The "Letter from a Birmingham Jail" was written my Dr. Martin Luther King Jr., in the middle of the U.S. civil rights movement in the 1960s. Martin Luther King was a civil rights activist that spent his days participating in speeches, and organizing non-violent demonstrations in public venues to convey his message about the so-claimed "abolished slavery," in the southern states. MLK was forbidden to establish more demonstrations after being involved in a non-violent demonstration, which ended up with forty-five protestors arrested, and a young boy mauled by a police dog. After, King had rejected to call off the demonstrations that he was convicted, arrested, and jailed for. Now in jail, King had read an article from a local newspaper agency, acknowledging the events that had taken place in Birmingham.

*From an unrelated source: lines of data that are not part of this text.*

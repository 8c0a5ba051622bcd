//! Input normalization.
//!
//! The service accepts one thing on the wire: a flat ordered list of
//! `{id, text}` documents. Callers hand us anything from a single string
//! to arbitrarily nested collections of records; this module folds all of
//! it into that flat list. The shapes are a closed sum type, so the typed
//! path cannot fail; the dynamic JSON boundary (`from_value`) is where
//! unsupported shapes are rejected.

use crate::types::Document;
use crate::{Error, Result};
use serde_json::Value;

/// Caller-supplied input in any of its accepted shapes.
#[derive(Debug, Clone, PartialEq)]
pub enum AnalysisInput {
    /// A bare string, assigned id 1.
    Text(String),
    /// A single ready-made document.
    Record(Document),
    /// A collection of inputs, flattened depth-first.
    Many(Vec<AnalysisInput>),
}

impl AnalysisInput {
    /// Flatten into the wire-level document list, preserving left-to-right
    /// depth-first order.
    pub fn convert(self) -> Vec<Document> {
        let mut out = Vec::new();
        self.flatten_into(&mut out);
        out
    }

    fn flatten_into(self, out: &mut Vec<Document>) {
        match self {
            AnalysisInput::Text(text) => out.push(Document::new(1, text)),
            AnalysisInput::Record(doc) => out.push(doc),
            AnalysisInput::Many(items) => {
                for item in items {
                    item.flatten_into(out);
                }
            }
        }
    }

    /// Convert untyped JSON into an input.
    ///
    /// Strings and `{id, text}` objects map to their typed shapes; arrays
    /// recurse with null elements dropped silently. Anything else is an
    /// `UnsupportedInput` naming the offending JSON type.
    pub fn from_value(value: &Value) -> Result<Self> {
        match value {
            Value::String(s) => Ok(AnalysisInput::Text(s.clone())),
            Value::Object(_) => {
                let doc: Document = serde_json::from_value(value.clone()).map_err(|_| {
                    Error::UnsupportedInput {
                        type_name: "object (expected {id, text})".to_string(),
                    }
                })?;
                Ok(AnalysisInput::Record(doc))
            }
            Value::Array(items) => {
                let mut converted = Vec::with_capacity(items.len());
                for item in items {
                    if item.is_null() {
                        continue;
                    }
                    converted.push(Self::from_value(item)?);
                }
                Ok(AnalysisInput::Many(converted))
            }
            Value::Number(_) => Err(Error::UnsupportedInput {
                type_name: "number".to_string(),
            }),
            Value::Bool(_) => Err(Error::UnsupportedInput {
                type_name: "boolean".to_string(),
            }),
            Value::Null => Err(Error::UnsupportedInput {
                type_name: "null".to_string(),
            }),
        }
    }
}

impl From<&str> for AnalysisInput {
    fn from(text: &str) -> Self {
        AnalysisInput::Text(text.to_string())
    }
}

impl From<String> for AnalysisInput {
    fn from(text: String) -> Self {
        AnalysisInput::Text(text)
    }
}

impl From<Document> for AnalysisInput {
    fn from(doc: Document) -> Self {
        AnalysisInput::Record(doc)
    }
}

impl From<Vec<Document>> for AnalysisInput {
    fn from(docs: Vec<Document>) -> Self {
        AnalysisInput::Many(docs.into_iter().map(AnalysisInput::Record).collect())
    }
}
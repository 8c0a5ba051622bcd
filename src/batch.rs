//! Batch partitioning and per-batch outcome collection.

use crate::types::{Document, Entity};
use crate::{Error, Result};

/// Per-request item limit imposed by the service.
pub const MAX_BATCH_SIZE: usize = 25;

/// Extract `{id, text}` documents from the entities and split them into
/// consecutive chunks of at most [`MAX_BATCH_SIZE`].
///
/// Chunk boundaries are purely positional: every entity lands in exactly
/// one chunk, in its original relative order, and the concatenation of the
/// chunks equals the extracted sequence. An entity without the named
/// property fails the whole partition before anything is sent.
pub fn partition<E: Entity>(entities: &[E], property: &str) -> Result<Vec<Vec<Document>>> {
    let mut documents = Vec::with_capacity(entities.len());
    for entity in entities {
        let text = entity
            .property(property)
            .ok_or_else(|| Error::MissingProperty {
                id: entity.identity(),
                property: property.to_string(),
            })?;
        documents.push(Document::new(entity.identity(), text));
    }
    Ok(documents
        .chunks(MAX_BATCH_SIZE)
        .map(<[Document]>::to_vec)
        .collect())
}

/// Outcome of dispatching a set of batches with continue-on-error
/// semantics: indexed successes and failures, in batch order.
#[derive(Debug, Default)]
pub struct BatchOutcome<T> {
    pub successes: Vec<(usize, T)>,
    pub failures: Vec<(usize, Error)>,
}

impl<T> BatchOutcome<T> {
    pub fn new() -> Self {
        Self {
            successes: Vec::new(),
            failures: Vec::new(),
        }
    }

    pub fn record(&mut self, index: usize, result: Result<T>) {
        match result {
            Ok(value) => self.successes.push((index, value)),
            Err(err) => self.failures.push((index, err)),
        }
    }

    pub fn all_succeeded(&self) -> bool {
        self.failures.is_empty()
    }

    /// Successful payloads in batch order, discarding indexes.
    pub fn into_successes(self) -> Vec<T> {
        self.successes.into_iter().map(|(_, value)| value).collect()
    }
}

This sparked his interest enough to write a strongly worded letter to correct the Clergymen on the true order of events that had occurred on April 6th and 7th, as well as to why he was jailed.

MLK proceeds with a formal greeting, to ascertain the fact that both he, and the Clergymen are all equals, using the words "My Dear Fellow Clergymen."(King 584) King briefly reviews what the Clergymen have written in their ad, and then continues with his conjecture.

His argument starts by stating the wrongdoings happening within the city, and how he is not able to sit idle while the injustice occurs in the city of Birmingham. King weighs the city's actions based on other cities that have the same problem, claiming that Birmingham is one of the worst offenders of the "plague" (King 585) called slavery.

For about half of the rest...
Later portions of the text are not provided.